# [PROBLEM DESCRIPTION]
The records sit below. Return every line in them that holds the word "through".
--*--
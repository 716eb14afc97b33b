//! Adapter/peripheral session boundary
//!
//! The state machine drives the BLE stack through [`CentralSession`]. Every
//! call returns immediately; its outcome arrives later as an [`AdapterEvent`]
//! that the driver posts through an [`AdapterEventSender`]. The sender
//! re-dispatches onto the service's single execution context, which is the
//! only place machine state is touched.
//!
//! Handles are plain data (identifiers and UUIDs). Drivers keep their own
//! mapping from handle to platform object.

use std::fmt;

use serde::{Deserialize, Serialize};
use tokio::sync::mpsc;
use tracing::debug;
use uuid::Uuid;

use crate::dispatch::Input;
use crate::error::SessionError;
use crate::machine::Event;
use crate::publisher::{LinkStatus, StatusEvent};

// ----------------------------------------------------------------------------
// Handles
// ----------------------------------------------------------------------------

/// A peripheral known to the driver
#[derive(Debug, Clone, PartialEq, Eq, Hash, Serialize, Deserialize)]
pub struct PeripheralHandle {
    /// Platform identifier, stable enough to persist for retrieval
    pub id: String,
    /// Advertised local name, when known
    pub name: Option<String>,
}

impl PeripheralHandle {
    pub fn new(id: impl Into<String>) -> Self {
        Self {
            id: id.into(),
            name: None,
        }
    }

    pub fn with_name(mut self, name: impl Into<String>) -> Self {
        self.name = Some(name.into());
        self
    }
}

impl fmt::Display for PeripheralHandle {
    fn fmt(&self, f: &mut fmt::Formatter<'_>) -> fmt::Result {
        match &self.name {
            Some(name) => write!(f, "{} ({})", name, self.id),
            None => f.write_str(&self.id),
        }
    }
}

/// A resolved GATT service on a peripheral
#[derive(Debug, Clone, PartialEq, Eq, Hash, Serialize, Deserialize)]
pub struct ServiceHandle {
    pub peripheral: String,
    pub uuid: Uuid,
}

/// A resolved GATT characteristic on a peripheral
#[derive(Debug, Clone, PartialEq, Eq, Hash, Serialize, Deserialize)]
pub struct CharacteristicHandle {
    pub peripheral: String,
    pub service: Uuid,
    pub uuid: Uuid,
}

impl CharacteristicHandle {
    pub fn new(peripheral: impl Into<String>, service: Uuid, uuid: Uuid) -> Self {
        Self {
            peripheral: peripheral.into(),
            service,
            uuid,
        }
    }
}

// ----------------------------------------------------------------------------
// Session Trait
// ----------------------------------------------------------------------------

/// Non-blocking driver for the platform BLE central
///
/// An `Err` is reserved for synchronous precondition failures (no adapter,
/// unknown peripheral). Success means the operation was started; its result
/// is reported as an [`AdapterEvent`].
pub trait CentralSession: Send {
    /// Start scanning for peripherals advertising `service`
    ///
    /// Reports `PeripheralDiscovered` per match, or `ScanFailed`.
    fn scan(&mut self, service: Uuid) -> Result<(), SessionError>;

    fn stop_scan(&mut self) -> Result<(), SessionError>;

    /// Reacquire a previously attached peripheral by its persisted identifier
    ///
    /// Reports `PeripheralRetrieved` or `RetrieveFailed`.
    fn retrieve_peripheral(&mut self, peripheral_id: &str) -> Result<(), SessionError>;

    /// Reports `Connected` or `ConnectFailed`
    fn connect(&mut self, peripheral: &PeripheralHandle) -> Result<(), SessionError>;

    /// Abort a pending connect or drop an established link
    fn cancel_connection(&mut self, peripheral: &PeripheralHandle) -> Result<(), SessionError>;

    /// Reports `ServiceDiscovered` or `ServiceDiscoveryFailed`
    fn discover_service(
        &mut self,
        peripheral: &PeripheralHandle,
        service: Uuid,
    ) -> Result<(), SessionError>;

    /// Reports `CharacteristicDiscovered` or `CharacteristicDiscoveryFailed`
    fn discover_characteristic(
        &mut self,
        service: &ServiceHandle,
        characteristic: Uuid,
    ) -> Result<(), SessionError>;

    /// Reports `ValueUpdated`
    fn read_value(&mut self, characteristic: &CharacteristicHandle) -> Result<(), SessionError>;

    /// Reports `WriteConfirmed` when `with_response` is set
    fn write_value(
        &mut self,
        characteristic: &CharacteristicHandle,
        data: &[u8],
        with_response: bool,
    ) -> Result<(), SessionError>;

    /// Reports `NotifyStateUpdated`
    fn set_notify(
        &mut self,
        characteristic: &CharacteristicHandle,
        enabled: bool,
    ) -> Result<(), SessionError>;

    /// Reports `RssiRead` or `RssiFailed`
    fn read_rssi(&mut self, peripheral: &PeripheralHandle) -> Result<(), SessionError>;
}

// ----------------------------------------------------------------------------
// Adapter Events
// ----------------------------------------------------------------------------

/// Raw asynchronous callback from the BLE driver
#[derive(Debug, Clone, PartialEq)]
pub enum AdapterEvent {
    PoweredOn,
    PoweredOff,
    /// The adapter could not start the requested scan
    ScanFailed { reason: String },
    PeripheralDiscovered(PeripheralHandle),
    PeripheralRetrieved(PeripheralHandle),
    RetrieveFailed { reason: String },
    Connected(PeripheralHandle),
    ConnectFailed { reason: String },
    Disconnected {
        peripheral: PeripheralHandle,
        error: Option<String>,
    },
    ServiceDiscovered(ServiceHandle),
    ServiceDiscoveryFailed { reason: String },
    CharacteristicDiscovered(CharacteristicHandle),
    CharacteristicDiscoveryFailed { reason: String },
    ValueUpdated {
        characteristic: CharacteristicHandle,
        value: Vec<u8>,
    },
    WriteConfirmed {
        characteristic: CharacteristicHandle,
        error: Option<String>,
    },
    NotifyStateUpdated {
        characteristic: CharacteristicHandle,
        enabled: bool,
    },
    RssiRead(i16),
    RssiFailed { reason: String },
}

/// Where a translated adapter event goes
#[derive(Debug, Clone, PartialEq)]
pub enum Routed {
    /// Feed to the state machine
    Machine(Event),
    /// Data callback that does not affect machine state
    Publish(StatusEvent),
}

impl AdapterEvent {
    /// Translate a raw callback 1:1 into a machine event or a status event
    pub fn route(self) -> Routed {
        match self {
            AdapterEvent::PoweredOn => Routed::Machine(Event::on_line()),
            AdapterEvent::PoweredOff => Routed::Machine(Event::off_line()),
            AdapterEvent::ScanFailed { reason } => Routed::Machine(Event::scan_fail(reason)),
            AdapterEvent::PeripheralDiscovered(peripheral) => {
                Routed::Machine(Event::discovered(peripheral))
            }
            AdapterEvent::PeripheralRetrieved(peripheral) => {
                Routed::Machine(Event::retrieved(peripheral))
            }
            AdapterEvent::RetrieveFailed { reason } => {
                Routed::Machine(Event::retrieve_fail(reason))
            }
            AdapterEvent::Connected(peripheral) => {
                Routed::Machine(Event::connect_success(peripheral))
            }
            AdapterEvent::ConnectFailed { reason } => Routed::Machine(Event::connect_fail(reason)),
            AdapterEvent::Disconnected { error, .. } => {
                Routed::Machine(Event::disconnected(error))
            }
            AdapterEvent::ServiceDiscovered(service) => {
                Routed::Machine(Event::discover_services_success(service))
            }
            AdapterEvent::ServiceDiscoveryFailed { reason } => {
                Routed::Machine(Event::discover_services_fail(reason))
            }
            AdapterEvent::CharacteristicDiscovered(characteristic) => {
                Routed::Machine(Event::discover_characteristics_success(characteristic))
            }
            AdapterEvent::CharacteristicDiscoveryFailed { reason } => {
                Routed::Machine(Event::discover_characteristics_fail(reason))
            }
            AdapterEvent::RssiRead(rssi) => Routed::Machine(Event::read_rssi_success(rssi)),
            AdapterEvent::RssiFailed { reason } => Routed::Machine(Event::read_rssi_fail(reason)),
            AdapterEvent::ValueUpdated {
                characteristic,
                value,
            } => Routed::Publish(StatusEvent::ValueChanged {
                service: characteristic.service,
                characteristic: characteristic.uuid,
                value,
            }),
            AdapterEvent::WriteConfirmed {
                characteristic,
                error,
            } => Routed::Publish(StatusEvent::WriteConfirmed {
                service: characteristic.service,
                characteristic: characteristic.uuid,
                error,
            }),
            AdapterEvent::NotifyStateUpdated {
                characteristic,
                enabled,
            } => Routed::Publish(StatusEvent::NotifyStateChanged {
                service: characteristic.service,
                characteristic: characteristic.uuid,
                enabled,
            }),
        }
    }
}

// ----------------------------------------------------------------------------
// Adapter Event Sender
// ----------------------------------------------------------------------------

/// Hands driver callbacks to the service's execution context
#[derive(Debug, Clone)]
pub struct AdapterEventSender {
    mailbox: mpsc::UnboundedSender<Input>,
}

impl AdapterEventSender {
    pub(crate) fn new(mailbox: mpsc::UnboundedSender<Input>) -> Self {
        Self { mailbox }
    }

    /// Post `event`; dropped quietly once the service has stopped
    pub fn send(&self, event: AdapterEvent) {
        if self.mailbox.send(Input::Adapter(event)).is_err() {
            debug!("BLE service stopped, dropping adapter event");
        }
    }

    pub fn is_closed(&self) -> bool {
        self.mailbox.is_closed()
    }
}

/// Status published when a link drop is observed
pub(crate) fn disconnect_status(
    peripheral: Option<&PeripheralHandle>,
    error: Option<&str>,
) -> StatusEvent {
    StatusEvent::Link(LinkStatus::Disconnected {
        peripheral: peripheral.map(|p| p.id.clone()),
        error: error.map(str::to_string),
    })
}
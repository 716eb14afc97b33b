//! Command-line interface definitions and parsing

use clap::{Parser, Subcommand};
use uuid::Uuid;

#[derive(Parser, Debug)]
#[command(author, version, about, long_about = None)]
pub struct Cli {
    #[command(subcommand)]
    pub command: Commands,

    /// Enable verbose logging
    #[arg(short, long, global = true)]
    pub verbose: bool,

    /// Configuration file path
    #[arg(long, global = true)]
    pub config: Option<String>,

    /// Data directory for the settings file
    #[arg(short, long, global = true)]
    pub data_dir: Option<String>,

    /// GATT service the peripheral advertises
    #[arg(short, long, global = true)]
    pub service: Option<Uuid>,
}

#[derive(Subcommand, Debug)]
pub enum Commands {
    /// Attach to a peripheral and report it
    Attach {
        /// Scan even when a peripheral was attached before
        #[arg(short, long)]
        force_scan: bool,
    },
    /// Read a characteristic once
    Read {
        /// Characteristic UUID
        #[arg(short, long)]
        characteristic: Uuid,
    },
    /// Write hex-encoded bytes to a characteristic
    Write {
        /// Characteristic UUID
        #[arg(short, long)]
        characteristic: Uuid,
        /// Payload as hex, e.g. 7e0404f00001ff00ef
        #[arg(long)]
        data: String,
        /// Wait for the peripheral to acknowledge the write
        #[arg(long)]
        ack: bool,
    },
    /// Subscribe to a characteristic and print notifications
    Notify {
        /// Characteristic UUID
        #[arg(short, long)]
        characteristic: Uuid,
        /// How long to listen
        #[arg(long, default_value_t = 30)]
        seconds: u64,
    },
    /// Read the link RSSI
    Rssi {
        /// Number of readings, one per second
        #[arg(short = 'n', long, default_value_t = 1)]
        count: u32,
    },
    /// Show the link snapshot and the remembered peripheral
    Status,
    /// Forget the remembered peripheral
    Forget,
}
--*--
# [TASK RESPONSE]
//! The state machine drives the BLE stack through [`CentralSession`]. Every
//! that the driver posts through an [`AdapterEventSender`]. The sender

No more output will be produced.